Exercise instructions
The answer is every record that follows, printed exactly.

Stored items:
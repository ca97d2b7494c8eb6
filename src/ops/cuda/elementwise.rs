//! CUDA implementation of elementwise update operations.

use crate::error::Result;
use crate::kernel::InplaceOp;
use crate::ops::ElementwiseOps;
use crate::ops::common::{add_via_assign, inplace_source};
use crate::runtime::cuda::launch::launch_inplace;
use crate::runtime::cuda::{CudaClient, CudaRuntime};
use crate::tensor::Tensor;

impl CudaClient {
    fn inplace(
        &self,
        op: InplaceOp,
        dst: &Tensor<CudaRuntime>,
        src: &Tensor<CudaRuntime>,
    ) -> Result<()> {
        let item = dst.dtype().size_in_bytes() as u64;
        unsafe {
            launch_inplace(
                &self.device,
                op,
                dst.dtype(),
                dst.storage().ptr(),
                dst.layout().offset() as u64 * item,
                dst.layout(),
                src.storage().ptr(),
                src.layout().offset() as u64 * item,
                src.strides(),
            )
        }
    }
}

/// ElementwiseOps implementation for CUDA runtime.
impl ElementwiseOps<CudaRuntime> for CudaClient {
    fn add(
        &self,
        a: &Tensor<CudaRuntime>,
        b: &Tensor<CudaRuntime>,
    ) -> Result<Tensor<CudaRuntime>> {
        add_via_assign(self, a, b)
    }

    fn add_assign(
        &self,
        dst: &Tensor<CudaRuntime>,
        src: &Tensor<CudaRuntime>,
        broadcast: bool,
    ) -> Result<()> {
        let src = inplace_source(dst, src, broadcast)?;
        self.inplace(InplaceOp::Add, dst, &src)
    }

    fn assign(&self, dst: &Tensor<CudaRuntime>, src: &Tensor<CudaRuntime>) -> Result<()> {
        let src = inplace_source(dst, src, true)?;
        self.inplace(InplaceOp::Assign, dst, &src)
    }
}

Exercise answer
repository ca97d2b7494c8eb6
filename src/ops/cuda/elementwise.rs
//! CUDA implementation of elementwise update operations.

use crate::error::Result;
use crate::kernel::InplaceOp;
use crate::ops::ElementwiseOps;
use crate::ops::common::{add_via_assign, inplace_source};
use crate::runtime::cuda::launch::launch_inplace;
use crate::runtime::cuda::{CudaClient, CudaRuntime};
use crate::tensor::Tensor;

impl CudaClient {
    fn inplace(
        &self,
        op: InplaceOp,
        dst: &Tensor<CudaRuntime>,
        src: &Tensor<CudaRuntime>,
    ) -> Result<()> {
        let item = dst.dtype().size_in_bytes() as u64;
        unsafe {
            launch_inplace(
                &self.device,
                op,
                dst.dtype(),
                dst.storage().ptr(),
                dst.layout().offset() as u64 * item,
                dst.layout(),
                src.storage().ptr(),
                src.layout().offset() as u64 * item,
                src.strides(),
            )
        }
    }
}

/// ElementwiseOps implementation for CUDA runtime.
impl ElementwiseOps<CudaRuntime> for CudaClient {
    fn add(
        &self,
        a: &Tensor<CudaRuntime>,
        b: &Tensor<CudaRuntime>,
    ) -> Result<Tensor<CudaRuntime>> {
        add_via_assign(self, a, b)
    }

    fn add_assign(
        &self,
        dst: &Tensor<CudaRuntime>,
        src: &Tensor<CudaRuntime>,
        broadcast: bool,
    ) -> Result<()> {
        let src = inplace_source(dst, src, broadcast)?;
        self.inplace(InplaceOp::Add, dst, &src)
    }

    fn assign(&self, dst: &Tensor<CudaRuntime>, src: &Tensor<CudaRuntime>) -> Result<()> {
        let src = inplace_source(dst, src, true)?;
        self.inplace(InplaceOp::Assign, dst, &src)
    }
}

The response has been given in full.